• What you should do: Your task is to work out how many lines in the data that follows hold "WorkerGuard" and to state that number alone.

• Supplied entries:
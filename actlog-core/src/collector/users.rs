use super::{non_empty_lines, run_command, Collector};
use crate::error::Result;
use crate::types::{EventType, NewEvent};

/// Records one event per logged-in session line of `w -h`.
#[derive(Default)]
pub struct UserCollector;

impl UserCollector {
    pub fn new() -> Self {
        Self
    }

    fn parse(output: &str, limit: usize) -> Vec<NewEvent> {
        non_empty_lines(output)
            .take(limit)
            .map(|line| NewEvent::new(EventType::LoggedUser, line))
            .collect()
    }
}

impl Collector for UserCollector {
    fn name(&self) -> &'static str {
        "users"
    }

    fn event_type(&self) -> EventType {
        EventType::LoggedUser
    }

    fn gather(&self, limit: usize) -> Result<Vec<NewEvent>> {
        let output = run_command("w", &["-h"])?;
        Ok(Self::parse(&output, limit))
    }
}

#[cfg(test)]
mod tests {
    use super::*;

    #[test]
    fn test_parse_w_output() {
        let output = "alice    tty1     -                09:01    3:00m  0.10s  0.05s -bash\n\
                      \n\
                      bob      pts/0    10.0.0.2         10:15    0.00s  0.02s  0.00s w -h\n";
        let events = UserCollector::parse(output, usize::MAX);

        assert_eq!(events.len(), 2);
        assert!(events[0].details.starts_with("alice"));
        assert!(events[1].details.ends_with("w -h"));
        assert!(events.iter().all(|e| e.hash.is_none()));
    }
}
//! Diagnostic log for actlog
//!
//! One file per day under `$XDG_STATE_HOME/actlog/`, named `actlog.log.YYYY-MM-DD`.
//! Append, trim and analytics failures never reach the caller, so this log is
//! where they surface.

use crate::config::{Config, LoggingConfig};
use crate::error::{Error, Result};
use std::path::{Path, PathBuf};
use tracing_appender::non_blocking::WorkerGuard;
use tracing_appender::rolling::{RollingFileAppender, Rotation};
use tracing_subscriber::{
    fmt::{self, format::FmtSpan},
    layer::SubscriberExt,
    util::SubscriberInitExt,
    EnvFilter,
};

const LOG_FILE_NAME: &str = "actlog.log";

/// Install the global subscriber writing to the state directory.
///
/// `RUST_LOG` takes precedence over `config.level`. Keep the returned guard
/// alive until exit or buffered lines are lost.
pub fn init(config: &LoggingConfig) -> Result<LoggingGuard> {
    let log_dir = Config::state_dir();
    let appender = daily_appender(&log_dir, config.max_files)?;
    let (writer, guard) = tracing_appender::non_blocking(appender);

    let filter =
        EnvFilter::try_from_default_env().unwrap_or_else(|_| EnvFilter::new(&config.level));

    tracing_subscriber::registry()
        .with(filter)
        .with(
            fmt::layer()
                .with_writer(writer)
                .with_ansi(false)
                .with_target(true)
                .with_thread_ids(true)
                .with_file(true)
                .with_line_number(true),
        )
        .init();

    tracing::info!(
        log_dir = %log_dir.display(),
        level = %config.level,
        max_files = config.max_files,
        "Logging initialized"
    );

    Ok(LoggingGuard { _guard: guard })
}

/// Daily-rotated appender in `dir` keeping at most `max_files` files.
fn daily_appender(dir: &Path, max_files: usize) -> Result<RollingFileAppender> {
    std::fs::create_dir_all(dir)?;

    RollingFileAppender::builder()
        .rotation(Rotation::DAILY)
        .filename_prefix(LOG_FILE_NAME)
        .max_log_files(max_files.max(1))
        .build(dir)
        .map_err(|e| Error::Config(format!("failed to create log appender in {:?}: {}", dir, e)))
}

/// Test subscriber on the libtest writer; safe to call from every test.
pub fn init_test() {
    let _ = tracing_subscriber::fmt()
        .with_env_filter(EnvFilter::from_default_env())
        .with_test_writer()
        .with_span_events(FmtSpan::CLOSE)
        .try_init();
}

/// Flushes the background log writer on drop.
pub struct LoggingGuard {
    _guard: WorkerGuard,
}

pub fn log_file_path() -> PathBuf {
    Config::log_path()
}
//! Conversion arithmetic
//!
//! Weight and distance convert through a scale factor to the dimension's
//! base unit. Temperature uses explicit pairwise formulas with no
//! intermediate base unit.

use crate::{Measure, TemperatureScale, UnitDefinition};
use crate::unit::ConversionError;

// ============ convert ============

/// Convert a quantity between two units of the same dimension
pub fn convert(quantity: f64, from: &UnitDefinition, to: &UnitDefinition) -> Result<f64, ConversionError> {
    match (from.measure, to.measure) {
        (Measure::Weight(from_factor), Measure::Weight(to_factor))
        | (Measure::Distance(from_factor), Measure::Distance(to_factor)) => {
            Ok(scale(quantity, from_factor, to_factor))
        }
        (Measure::Temperature(from_scale), Measure::Temperature(to_scale)) => {
            Ok(convert_temperature(quantity, from_scale, to_scale))
        }
        _ => Err(ConversionError::IncompatibleDimensions {
            from: from.plural,
            to: to.plural,
            from_dim: from.dimension(),
            to_dim: to.dimension(),
        }),
    }
}

// ============ scale ============

/// Linear conversion via the base unit: `quantity * from / to`
pub fn scale(quantity: f64, from_factor: f64, to_factor: f64) -> f64 {
    quantity * from_factor / to_factor
}

// ============ convert_temperature ============

/// Convert between temperature scales
pub fn convert_temperature(quantity: f64, from: TemperatureScale, to: TemperatureScale) -> f64 {
    use TemperatureScale::*;

    match (from, to) {
        (Celsius, Celsius) | (Fahrenheit, Fahrenheit) | (Kelvin, Kelvin) => quantity,
        (Celsius, Fahrenheit) => quantity * 9.0 / 5.0 + 32.0,
        (Celsius, Kelvin) => quantity + 273.15,
        (Fahrenheit, Celsius) => (quantity - 32.0) * 5.0 / 9.0,
        (Fahrenheit, Kelvin) => (quantity + 459.67) * 5.0 / 9.0,
        (Kelvin, Celsius) => quantity - 273.15,
        (Kelvin, Fahrenheit) => quantity * 9.0 / 5.0 - 459.67,
    }
}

• Problem solution: 2